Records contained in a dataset
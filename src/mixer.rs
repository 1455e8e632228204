use serde::{Deserialize, Serialize};

use crate::control::ControlLimits;
use crate::layout::RotorLayout;
use crate::state::FlightState;

/// Mix gains for the attitude-rate contributions.
///
/// Tuned to keep headroom around the throttle baseline; the defaults
/// preserve the stock response character.
#[derive(Clone, Copy, Debug, PartialEq, Serialize, Deserialize)]
pub struct MixerGains {
    pub roll: f64,
    pub pitch: f64,
    pub yaw: f64,
}

impl Default for MixerGains {
    fn default() -> Self {
        Self {
            roll: 0.5,
            pitch: 0.5,
            yaw: 0.25,
        }
    }
}

/// Distributes a scalar throttle plus attitude-rate commands across a rotor
/// frame, weighting each rotor by its normalized moment arm and spin sense.
#[derive(Clone, Copy, Debug, Default, PartialEq, Serialize, Deserialize)]
pub struct MotorMixer {
    pub gains: MixerGains,
    /// Axis maxima used to normalize the tracked rates into commands; must
    /// match the limits the control shaper runs with.
    pub limits: ControlLimits,
}

impl MotorMixer {
    pub fn new(gains: MixerGains, limits: ControlLimits) -> Self {
        Self { gains, limits }
    }

    /// Per-rotor power fraction in `[0, 1]`, index-aligned with
    /// `layout.rotors`. A pure function of its inputs; an empty layout
    /// yields an empty vector.
    pub fn mix(&self, state: &FlightState, layout: &RotorLayout) -> Vec<f64> {
        let lever = state.throttle_lever.clamp(0., 1.);
        let roll_cmd = self.limits.roll_command(state.lateral_velocity);
        let pitch_cmd = self.limits.pitch_command(state.longitudinal_velocity);
        let yaw_cmd = self.limits.yaw_command(state.yaw_rate);

        layout
            .rotors
            .iter()
            .map(|rotor| {
                let x_norm = rotor.x / layout.arm_reach;
                let y_norm = rotor.y / layout.arm_reach;

                // Roll loads the side being pushed down, pitch loads the
                // rear for nose-down (front rotors have y < 0), yaw speeds
                // up the rotors spinning with the commanded sense.
                let power = lever
                    + self.gains.roll * roll_cmd * x_norm
                    + self.gains.pitch * pitch_cmd * y_norm
                    + self.gains.yaw * yaw_cmd * rotor.spin.sign();
                power.clamp(0., 1.)
            })
            .collect()
    }
}

#[cfg(test)]
mod tests {
    use super::MotorMixer;
    use crate::layout::{LayoutKind, RotorLayout};
    use crate::state::FlightState;
    use approx::assert_relative_eq;

    fn hover_state() -> FlightState {
        FlightState {
            throttle_lever: 0.5,
            on_ground: false,
            ..FlightState::default()
        }
    }

    #[test]
    fn output_is_index_aligned_and_bounded() {
        let mixer = MotorMixer::default();
        let mut state = hover_state();
        state.lateral_velocity = 6.0;
        state.longitudinal_velocity = -8.0;
        state.yaw_rate = 3.0;

        for kind in [
            LayoutKind::QuadX,
            LayoutKind::QuadPlus,
            LayoutKind::HexPlus,
            LayoutKind::HexX,
        ] {
            let layout = kind.layout();
            let powers = mixer.mix(&state, &layout);
            assert_eq!(powers.len(), layout.rotor_count());
            assert!(powers.iter().all(|p| (0. ..=1.).contains(p)));
        }
    }

    #[test]
    fn hover_is_uniform_on_quad_plus() {
        let mixer = MotorMixer::default();
        let layout = LayoutKind::QuadPlus.layout();

        let powers = mixer.mix(&hover_state(), &layout);
        assert_eq!(powers, vec![0.5, 0.5, 0.5, 0.5]);
    }

    #[test]
    fn full_yaw_splits_quad_x_by_spin() {
        let mixer = MotorMixer::default();
        let layout = LayoutKind::QuadX.layout();
        let mut state = hover_state();
        state.yaw_rate = mixer.limits.max_yaw_rate;

        let powers = mixer.mix(&state, &layout);
        // Rotor order CCW, CW, CW, CCW: spin-aligned rotors gain 0.25.
        assert_eq!(powers, vec![0.75, 0.25, 0.25, 0.75]);
    }

    #[test]
    fn mixing_is_pure() {
        let mixer = MotorMixer::default();
        let layout = LayoutKind::HexX.layout();
        let mut state = hover_state();
        state.lateral_velocity = 2.5;
        state.yaw_rate = -1.0;

        assert_eq!(mixer.mix(&state, &layout), mixer.mix(&state, &layout));
    }

    #[test]
    fn commands_past_the_maxima_are_clamped() {
        let mixer = MotorMixer::default();
        let layout = LayoutKind::QuadX.layout();
        let mut state = hover_state();
        state.yaw_rate = mixer.limits.max_yaw_rate * 10.;

        let powers = mixer.mix(&state, &layout);
        assert_relative_eq!(powers[0], 0.75);
        assert_relative_eq!(powers[1], 0.25);
    }

    #[test]
    fn saturation_clamps_to_unit_range() {
        let mixer = MotorMixer::default();
        let layout = LayoutKind::QuadX.layout();
        let mut state = hover_state();
        state.throttle_lever = 1.0;
        state.yaw_rate = mixer.limits.max_yaw_rate;

        let powers = mixer.mix(&state, &layout);
        assert_relative_eq!(powers[0], 1.0);
        assert_relative_eq!(powers[1], 0.75);
    }

    #[test]
    fn empty_layout_yields_empty_vector() {
        let mixer = MotorMixer::default();
        let layout = RotorLayout::new(Vec::new());
        assert!(mixer.mix(&hover_state(), &layout).is_empty());
    }

    #[test]
    fn forward_command_loads_the_rear_rotors() {
        let mixer = MotorMixer::default();
        let layout = LayoutKind::QuadPlus.layout();
        let mut state = hover_state();
        state.longitudinal_velocity = mixer.limits.max_longitudinal;

        let powers = mixer.mix(&state, &layout);
        // R1 is the nose rotor (y < 0), R3 the tail.
        assert!(powers[0] < 0.5);
        assert!(powers[2] > 0.5);
        assert_relative_eq!(powers[1], 0.5);
        assert_relative_eq!(powers[3], 0.5);
    }
}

= Activity =
Please report how many lines of the entries above include "Deserialize". Only the number is wanted.

= Response to the task =
3